With his friend David Link, who was then dean of the Notre Dame Law School and is now a priest in prison ministry, Chisholm began volunteering in various local shelters for homeless people, and “the Odd Couple,” as they were soon called, became increasingly involved in efforts to provide food, clothing, shelter and hope for Michiana’s most vulnerable people.
Their efforts, enhanced by Chisholm’s financial shrewdness and well honed aptitude for acquiring agreeably priced real estate, made possible the foundation of South Bend’s Center for the Homeless in 1988. The center site was a large downtown building in South Bend, on the market for $400,000. Chisholm, with customary timidity, offered its owners $62,000. They eventually agreed upon $100,000, which the Odd Couple had hastily borrowed, and which Notre Dame, among other area institutions, soon helped them pay off. Now one of Michiana’s proudest boasts, the center is a national model of effective and compassionate response to an intolerable social problem. Chisholm was the most enthusiastic of boosters for the center he co-founded right up to the last weeks of his life. He and Joyce spent most of their last Christmas together serving a meal there.
A funeral Mass for Chisholm was celebrated Monday (May 11) at 9:30 a.m. in the
Basilica of the Sacred Heart. Notre Dame’s president emeritus Rev. Edward Malloy, C.S.C. presided at the Mass, and Rev. David Link was among the concelebrants. Rev. Robert S. Pelton C.S.C., former director of the Institute for Pastoral and Social Ministry, preached. Burial followed at Cedar Grove Cemetery on campus. A bagpiper played the Marine Corps hymn, and, according to Chisholm’s long standing arrangements, the pall bearers were all guests and staff of the homeless center.

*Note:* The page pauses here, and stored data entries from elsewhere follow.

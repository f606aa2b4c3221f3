//! Metric names and recording helpers.
//!
//! | Metric | Type | Labels |
//! |--------|------|--------|
//! | `sessionflow_queue_length` | Gauge | - |
//! | `sessionflow_failure_rate` | Gauge | - |
//! | `sessionflow_alert_transitions_total` | Counter | `alert_type`, `transition` |
//!
//! No recorder is installed here; without one every call is a no-op.

use metrics::{counter, gauge};

/// Metric names as constants for consistency.
pub mod names {
    /// Gauge: items waiting in the work queue.
    pub const QUEUE_LENGTH: &str = "sessionflow_queue_length";
    /// Gauge: share of failed steps in the outcome window.
    pub const FAILURE_RATE: &str = "sessionflow_failure_rate";
    /// Counter: alert state changes.
    pub const ALERT_TRANSITIONS_TOTAL: &str = "sessionflow_alert_transitions_total";
}

/// Label keys used across metrics.
pub mod labels {
    pub const ALERT_TYPE: &str = "alert_type";
    /// `alert` or `recovery`.
    pub const TRANSITION: &str = "transition";
}

#[allow(clippy::cast_precision_loss)] // queue lengths stay far below 2^52
pub fn set_queue_length(len: usize) {
    gauge!(names::QUEUE_LENGTH).set(len as f64);
}

pub fn set_failure_rate(rate: f64) {
    gauge!(names::FAILURE_RATE).set(rate);
}

pub fn record_transition(alert_type: &str, transition: &'static str) {
    counter!(
        names::ALERT_TRANSITIONS_TOTAL,
        labels::ALERT_TYPE => alert_type.to_string(),
        labels::TRANSITION => transition,
    )
    .increment(1);
}
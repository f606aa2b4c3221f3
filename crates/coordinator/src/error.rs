//! Coordinator error types.

use sessionflow_core::{SessionId, SessionState};
use sessionflow_workflow::EngineError;
use thiserror::Error;

/// Message recorded when a run is submitted without a topic.
pub const MISSING_TOPIC: &str = "missing 'topic'; cannot continue";

/// Why a coordinated run did not complete.
#[derive(Debug, Clone, PartialEq, Eq, Error)]
pub enum CoordinatorError {
    /// Another run holds the session lock.
    #[error("session '{session_id}' is already running; retry later")]
    Busy { session_id: SessionId },

    /// The merged state cannot be executed.
    #[error("{reason}")]
    Validation {
        session_id: SessionId,
        reason: String,
    },

    /// The engine reported a failure.
    #[error("{error}")]
    Engine {
        session_id: SessionId,
        error: EngineError,
    },
}

impl CoordinatorError {
    /// Create a busy error.
    #[must_use]
    pub const fn busy(session_id: SessionId) -> Self {
        Self::Busy { session_id }
    }

    /// Create a validation error.
    pub fn validation(session_id: SessionId, reason: impl Into<String>) -> Self {
        Self::Validation {
            session_id,
            reason: reason.into(),
        }
    }

    /// Create an engine error.
    #[must_use]
    pub const fn engine(session_id: SessionId, error: EngineError) -> Self {
        Self::Engine { session_id, error }
    }

    /// The session the failure belongs to.
    #[must_use]
    pub const fn session_id(&self) -> &SessionId {
        match self {
            Self::Busy { session_id }
            | Self::Validation { session_id, .. }
            | Self::Engine { session_id, .. } => session_id,
        }
    }

    /// Stable label for logs and metrics.
    #[must_use]
    pub const fn as_str(&self) -> &'static str {
        match self {
            Self::Busy { .. } => "busy",
            Self::Validation { .. } => "validation",
            Self::Engine { .. } => "engine_error",
        }
    }

    /// The structured `{ _session_id, error }` response clients receive.
    #[must_use]
    pub fn to_state(&self) -> SessionState {
        SessionState::error_response(self.session_id().clone(), self.to_string())
    }
}
//! Error types for the workflow crate.

use std::fmt;

/// Result type alias for engine operations.
pub type Result<T> = std::result::Result<T, EngineError>;

/// What went wrong inside the engine.
#[derive(Debug, Clone, Copy, PartialEq, Eq, Hash)]
pub enum EngineErrorKind {
    /// A step returned an error or flagged one in its state update.
    StepFailed,
    /// A step exceeded its time budget.
    StepTimeout,
    /// The graph names a step that is not registered.
    StepNotFound,
    /// The graph itself is malformed: unknown nodes, a cycle, no entry.
    InvalidGraph,
}

impl EngineErrorKind {
    /// Stable label for logs and metrics.
    #[must_use]
    pub const fn as_str(self) -> &'static str {
        match self {
            Self::StepFailed => "step_failed",
            Self::StepTimeout => "step_timeout",
            Self::StepNotFound => "step_not_found",
            Self::InvalidGraph => "invalid_graph",
        }
    }
}

impl fmt::Display for EngineErrorKind {
    fn fmt(&self, f: &mut fmt::Formatter<'_>) -> fmt::Result {
        f.write_str(self.as_str())
    }
}

/// Tagged engine failure.
#[derive(Debug, Clone, PartialEq, Eq)]
pub struct EngineError {
    kind: EngineErrorKind,
    step: Option<String>,
    message: String,
}

impl fmt::Display for EngineError {
    fn fmt(&self, f: &mut fmt::Formatter<'_>) -> fmt::Result {
        match &self.step {
            Some(step) => write!(f, "step '{step}' {}: {}", self.kind, self.message),
            None => write!(f, "{}: {}", self.kind, self.message),
        }
    }
}

impl std::error::Error for EngineError {}

impl EngineError {
    /// Create an error of the given kind.
    pub fn new(kind: EngineErrorKind, message: impl Into<String>) -> Self {
        Self {
            kind,
            step: None,
            message: message.into(),
        }
    }

    /// Create a step failed error.
    pub fn step_failed(step: impl Into<String>, reason: impl Into<String>) -> Self {
        Self::new(EngineErrorKind::StepFailed, reason).at_step(step)
    }

    /// Create a step timeout error.
    pub fn step_timeout(step: impl Into<String>, timeout_secs: u64) -> Self {
        Self::new(
            EngineErrorKind::StepTimeout,
            format!("timed out after {timeout_secs}s"),
        )
        .at_step(step)
    }

    /// Create a step not found error.
    pub fn step_not_found(step: impl Into<String>) -> Self {
        Self::new(EngineErrorKind::StepNotFound, "no step registered").at_step(step)
    }

    /// Create an invalid graph error.
    pub fn invalid_graph(reason: impl Into<String>) -> Self {
        Self::new(EngineErrorKind::InvalidGraph, reason)
    }

    /// Attach the step the error came from.
    #[must_use]
    pub fn at_step(mut self, step: impl Into<String>) -> Self {
        self.step = Some(step.into());
        self
    }

    #[must_use]
    pub const fn kind(&self) -> EngineErrorKind {
        self.kind
    }

    #[must_use]
    pub fn step(&self) -> Option<&str> {
        self.step.as_deref()
    }

    #[must_use]
    pub fn message(&self) -> &str {
        &self.message
    }

    /// Whether running the step again might succeed.
    #[must_use]
    pub const fn is_retryable(&self) -> bool {
        matches!(
            self.kind,
            EngineErrorKind::StepFailed | EngineErrorKind::StepTimeout
        )
    }
}

/// Failure reported by a step implementation.
#[derive(Debug, Clone, PartialEq, Eq)]
pub struct StepError {
    message: String,
}

impl StepError {
    /// Create a step error.
    pub fn new(message: impl Into<String>) -> Self {
        Self {
            message: message.into(),
        }
    }

    #[must_use]
    pub fn message(&self) -> &str {
        &self.message
    }
}

impl fmt::Display for StepError {
    fn fmt(&self, f: &mut fmt::Formatter<'_>) -> fmt::Result {
        f.write_str(&self.message)
    }
}

impl std::error::Error for StepError {}

impl From<String> for StepError {
    fn from(message: String) -> Self {
        Self::new(message)
    }
}

impl From<&str> for StepError {
    fn from(message: &str) -> Self {
        Self::new(message)
    }
}

#[cfg(test)]
mod tests {
    use super::*;

    #[test]
    fn test_display_includes_step() {
        let err = EngineError::step_failed("coder", "sandbox crashed");
        assert_eq!(err.to_string(), "step 'coder' step_failed: sandbox crashed");
        assert_eq!(err.step(), Some("coder"));
    }

    #[test]
    fn test_display_without_step() {
        let err = EngineError::invalid_graph("cycle through 'a'");
        assert_eq!(err.to_string(), "invalid_graph: cycle through 'a'");
    }

    #[test]
    fn test_retryable_kinds() {
        assert!(EngineError::step_timeout("s", 5).is_retryable());
        assert!(!EngineError::step_not_found("s").is_retryable());
        assert!(!EngineError::invalid_graph("x").is_retryable());
    }
}
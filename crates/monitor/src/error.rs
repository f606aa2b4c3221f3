//! Notifier errors.

use thiserror::Error;

/// Why a notification was not delivered.
#[derive(Debug, Clone, PartialEq, Eq, Error)]
pub enum NotifyError {
    #[error("notification request failed: {reason}")]
    Request { reason: String },

    #[error("notifier misconfigured: {reason}")]
    Config { reason: String },

    #[error("notification endpoint rejected the message with status {status}: {body}")]
    Rejected { status: u16, body: String },
}

impl NotifyError {
    pub fn request(reason: impl Into<String>) -> Self {
        Self::Request {
            reason: reason.into(),
        }
    }

    pub fn config(reason: impl Into<String>) -> Self {
        Self::Config {
            reason: reason.into(),
        }
    }

    pub fn rejected(status: u16, body: impl Into<String>) -> Self {
        Self::Rejected {
            status,
            body: body.into(),
        }
    }
}

impl From<reqwest::Error> for NotifyError {
    fn from(err: reqwest::Error) -> Self {
        Self::request(err.to_string())
    }
}

pub type Result<T> = std::result::Result<T, NotifyError>;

Years ago, speaking affectionately of the Notre Dame family and its home, the most
revered of Notre Dame’s bachelor dons, Frank O’Malley, reminded his students that “there is blood in these bricks.” Members of that family know that while their faith can barely glimpse the splendor of D’Arcy Chisholm’s new home, here in his old one, and theirs, his blood already wonderfully replenishes the masonry around them.